GRA accused of pushing for ‘absurd’ E-LEVY charges


    Following the failure of e-levy to deliver as projected by government, Ghana Revenue Authority (GRA) has resorted to another strategy in the e-levy implemented, which is being widely described by stakeholders as ‘absurd’.

    E-levy was expected to have generated GHS600 million to date, but so far it has generated an abysmal GHS60 million.

    Because the e-levy itself has failed woefully, the new strategy is to leverage it as a tax compliant tool to compel merchants who have not registered with the GRA for VAT and Income Tax to do so or else their customers will be made to pay e-levy for every transaction.

    This is in line with the earlier communication on e-levy exemptions, where the GRA stated in answer to one of the frequently asked questions about e-levy that “Transfers made through an electronic payment service (mobile money, bank application, FinTech platform, etc.) to a commercial establishment which is registered with the Ghana Revenue Authority for the purposes of Income Tax or Value Added Tax are excluded.”

    To implement this new strategy, GRA has directed charging entities like banks, telcos and Fintechs to submit the list of merchants who use their Point of Sale (POS) devices and platforms, so that GRA can figure out which of them are registered for VAT and Income Tax and which ones are not.

    With that list in hand, GRA is now compelling the respective charging entities to configure the POS devices and platforms such that customers of merchants who are not registered for VAT and Income Tax will be charged e-levy when they make electronic payments to those merchants.
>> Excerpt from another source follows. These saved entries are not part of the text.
//! # Symbolic Engine Module
//!
//! The expression tree behind the plotter. A function typed into the form is parsed
//! into an [`Expr`] (see `parse_expr`), checked for its free variables and then
//! turned into an executable closure (see `symbolic_lambdify`).
//!
//! ## Main Structures and Methods
//!
//! ### `Expr` Enum
//! - **Variables**: `Var(String)` - symbolic variables like "x"
//! - **Constants**: `Const(f64)` - numerical constants
//! - **Operations**: `Add`, `Sub`, `Mul`, `Div`, `Pow` - basic arithmetic
//! - **Functions**: `Exp`, `Ln`, `sin`, `cos`, etc. - mathematical functions
//!
//! ### Key Methods
//! - `parse_expression(input: &str)` - string to expression (fallible)
//! - `all_arguments_are_variables()` - sorted list of free variables
//! - `lambdify1D()` / `lambdify_vectorized()` - convert to executable function
//!
//! ## Interesting Code Features
//!
//! 1. **Recursive Expression Tree**: Uses Box<Expr> for nested expressions
//! 2. **Operator Overloading**: Implements std::ops traits (Add, Sub, Mul, Div, Neg) for
//!    natural mathematical syntax: `x + y * z`
//! 3. **Non-standard Function Names**: Uses mathematical notation (tg, ctg) instead
//!    of programming conventions (tan, cot) for trigonometric functions; the parser
//!    accepts both spellings

#![allow(non_camel_case_types)]

use std::fmt;

/// Core symbolic expression enum representing mathematical expressions as an abstract syntax tree.
///
/// # Examples
/// ```rust, ignore
/// use RustedPlotter::symbolic::symbolic_engine::Expr;
/// let x = Expr::Var("x".to_string());
/// let expr = Expr::Add(Box::new(x), Box::new(Expr::Const(2.0)));
/// ```
#[derive(Clone, Debug, PartialEq)]
pub enum Expr {
    /// Symbolic variable with a name (e.g., "x")
    Var(String),
    /// Numerical constant value
    Const(f64),
    /// Addition operation: left + right
    Add(Box<Expr>, Box<Expr>),
    /// Subtraction operation: left - right
    Sub(Box<Expr>, Box<Expr>),
    /// Multiplication operation: left * right
    Mul(Box<Expr>, Box<Expr>),
    /// Division operation: left / right
    Div(Box<Expr>, Box<Expr>),
    /// Power operation: base ^ exponent
    Pow(Box<Expr>, Box<Expr>),
    /// Exponential function: e^x
    Exp(Box<Expr>),
    /// Natural logarithm: ln(x)
    Ln(Box<Expr>),
    /// Sine function: sin(x)
    sin(Box<Expr>),
    /// Cosine function: cos(x)
    cos(Box<Expr>),
    /// Tangent function: tan(x) - uses mathematical notation 'tg'
    tg(Box<Expr>),
    /// Cotangent function: cot(x) - uses mathematical notation 'ctg'
    ctg(Box<Expr>),
    /// Arcsine function: arcsin(x)
    arcsin(Box<Expr>),
    /// Arccosine function: arccos(x)
    arccos(Box<Expr>),
    /// Arctangent function: arctan(x) - uses mathematical notation 'arctg'
    arctg(Box<Expr>),
    /// Arccotangent function: arccot(x) - uses mathematical notation 'arcctg'
    arcctg(Box<Expr>),
}

/// Display implementation for pretty printing symbolic expressions.
///
/// Every binary operation is wrapped in parentheses, so the printed form
/// parses back into the same tree.
impl fmt::Display for Expr {
    fn fmt(&self, f: &mut fmt::Formatter) -> fmt::Result {
        match self {
            Expr::Var(name) => write!(f, "{}", name),
            Expr::Const(val) => write!(f, "{}", val),
            Expr::Add(lhs, rhs) => write!(f, "({} + {})", lhs, rhs),
            Expr::Sub(lhs, rhs) => write!(f, "({} - {})", lhs, rhs),
            Expr::Mul(lhs, rhs) => write!(f, "({} * {})", lhs, rhs),
            Expr::Div(lhs, rhs) => write!(f, "({} / {})", lhs, rhs),
            Expr::Pow(base, exp) => write!(f, "({} ^ {})", base, exp),
            Expr::Exp(expr) => write!(f, "exp({})", expr),
            Expr::Ln(expr) => write!(f, "ln({})", expr),
            Expr::sin(expr) => write!(f, "sin({})", expr),
            Expr::cos(expr) => write!(f, "cos({})", expr),
            Expr::tg(expr) => write!(f, "tg({})", expr),
            Expr::ctg(expr) => write!(f, "ctg({})", expr),
            Expr::arcsin(expr) => write!(f, "arcsin({})", expr),
            Expr::arccos(expr) => write!(f, "arccos({})", expr),
            Expr::arctg(expr) => write!(f, "arctg({})", expr),
            Expr::arcctg(expr) => write!(f, "arcctg({})", expr),
        }
    }
}

impl std::ops::Add for Expr {
    type Output = Self;

    fn add(self, rhs: Self) -> Self::Output {
        Expr::Add(self.boxed(), rhs.boxed())
    }
}

impl std::ops::Sub for Expr {
    type Output = Self;

    fn sub(self, rhs: Self) -> Self::Output {
        Expr::Sub(self.boxed(), rhs.boxed())
    }
}

impl std::ops::Mul for Expr {
    type Output = Self;

    fn mul(self, rhs: Self) -> Self::Output {
        Expr::Mul(self.boxed(), rhs.boxed())
    }
}

impl std::ops::Div for Expr {
    type Output = Self;

    fn div(self, rhs: Self) -> Self::Output {
        Expr::Div(self.boxed(), rhs.boxed())
    }
}

impl std::ops::Neg for Expr {
    type Output = Self;

    fn neg(self) -> Self::Output {
        Expr::Mul(Box::new(Expr::Const(-1.0)), Box::new(self))
    }
}

impl Expr {
    /// BASIC FEATURES

    /// Convenience method to wrap expression in Box for recursive structures.
    pub fn boxed(self) -> Box<Self> {
        Box::new(self)
    }

    /// Creates power expression self^rhs.
    pub fn pow(self, rhs: Expr) -> Expr {
        Expr::Pow(self.boxed(), rhs.boxed())
    }

    /// Extracts all unique variable names from the symbolic expression.
    ///
    /// # Returns
    /// Vector of unique variable names in alphabetical order
    ///
    /// # Examples
    /// ```rust, ignore
    /// let expr = Expr::parse_expression("x^2 + sin(x)").unwrap();
    /// assert_eq!(expr.all_arguments_are_variables(), vec!["x"]);
    /// ```
    pub fn all_arguments_are_variables(&self) -> Vec<String> {
        let mut vars = Vec::new();

        match self {
            Expr::Var(name) => {
                vars.push(name.clone());
            }
            Expr::Const(_) => {}
            Expr::Add(lhs, rhs)
            | Expr::Sub(lhs, rhs)
            | Expr::Mul(lhs, rhs)
            | Expr::Div(lhs, rhs)
            | Expr::Pow(lhs, rhs) => {
                vars.extend(lhs.all_arguments_are_variables());
                vars.extend(rhs.all_arguments_are_variables());
            }
            Expr::Exp(expr) | Expr::Ln(expr) => {
                vars.extend(expr.all_arguments_are_variables());
            }
            Expr::sin(expr) | Expr::cos(expr) | Expr::tg(expr) | Expr::ctg(expr) => {
                vars.extend(expr.all_arguments_are_variables());
            }
            Expr::arcsin(expr) | Expr::arccos(expr) | Expr::arctg(expr) | Expr::arcctg(expr) => {
                vars.extend(expr.all_arguments_are_variables());
            }
        }

        vars.sort();
        vars.dedup();
        vars
    }
}

#[cfg(test)]
mod tests {
    use super::*;

    #[test]
    fn test_neg() {
        let expr = -Expr::Var("x".to_string());
        let expected = Expr::Mul(Box::new(Expr::Const(-1.0)), Box::new(Expr::Var("x".to_string())));
        assert_eq!(expr, expected);
    }

    #[test]
    fn test_display_is_fully_bracketed() {
        let x = Expr::Var("x".to_string());
        let expr = x.clone().pow(Expr::Const(2.0)) + Expr::sin(x.boxed());
        assert_eq!(format!("{}", expr), "((x ^ 2) + sin(x))");
    }

    #[test]
    fn test_all_arguments_are_variables_sorted_and_unique() {
        let x = Expr::Var("x".to_string());
        let y = Expr::Var("y".to_string());
        let expr = (y.clone() * x.clone()) / (Expr::Exp(x.clone().boxed()) + Expr::Ln(y.boxed()));
        assert_eq!(expr.all_arguments_are_variables(), vec!["x", "y"]);
    }
}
    What this means is that if your favourite shop, restaurant, fuel station, food joint, online store etc is not registered to pay VAT and Income Tax to GRA, anytime you buy from them and pay with mobile money, bank card or any digital wallet via their POS device or digital/online platform, you will be charged e-levy.

    The intent is to make that tax-evading merchants unpopular so that customers will stop patronizing them until the merchants go to GRA and register to pay taxes.

    An official of the GRA actually confirmed this to Techgh24 saying that “Customers have a choice in who to buy from and the e-levy is being used as a tax compliance tool. We’re expecting merchants who want to be competitive to register or regularise their tax status with us. The exemption using merchants in good standing gives the customer a choice.”

    According to the official, other tax compliance strategies are still being implemented but GRA felt the need to also leverage the e-levy for the purpose.

    The official argued further that with this new strategy, GRA is confident that “even though E-levy collection may be low, VAT and Income taxes will rise.”


    But some fintech and bank executives have said that the move by GRA is “absurd” because it punishes innocent customers, threatens to promote cash use and to eventually derail the cashless economy drive.

    “How can you charge innocent customers e-levy just to compel a merchant to be tax compliant – what has the customer got to do with GRA’s dealings with that merchant – and what is the guarantee that customers will choose to buy from other merchants and not go to same merchant and use cash?” one industry executive quizzed.

    Another executive recalled that this is similar to the “senseless assumption” GRA and government made about the e-levy prior to its implementation and failed to heed all the caution from stakeholders and the cry of the general public, which has led to the spectacular failure of the levy in the first place.

    According to one banker, it is simply mind boggling that GRA has chosen to punish innocent customers in the uncertain hope of getting defaulting merchants to be tax compliant, adding “you would have thought government has learnt something from how people have chosen to avoid the e-levy but they don’t seem to have learnt their lessons.”

    The banker also thinks this “senseless directive reflects laziness on the part of the GRA, because, instead of fashioning out proper strategies to drive tax compliance among merchants, they have chosen to punish innocent Ghanaians for it.”

    Charging entities worried

    The affected e-levy charging entities are very worried about the directive because it also threatens to make people revert to the use of cash for payments at merchant shops instead of making electronic payments, and that will affect their bottom line.

    “Clearly, this is also o threat to the digitalization and cash-lite economy drive of the government,” another industry executive said.

    But the GRA official argues that if the affected merchants registers with GRA and become tax complaint, the threat to the bottom line of charging entities and to the cash-lite economy drive will be eliminated, adding that “as at now only a few people pay Income Tax and are carrying the burden. We need to broaden the tax net.”

    Some Fintech executives told Techgh24 that even some GRA officials have admitted in private that they know the directive is senseless but they are also taking orders from above so they can’t do anything about it.

    Meanwhile, whereas one Fintech executive said they are currently in the process of reconfiguring their POS devices and platforms to reflect the directive, one other Fintech executive says GRA is not particularly strict on the directive yet.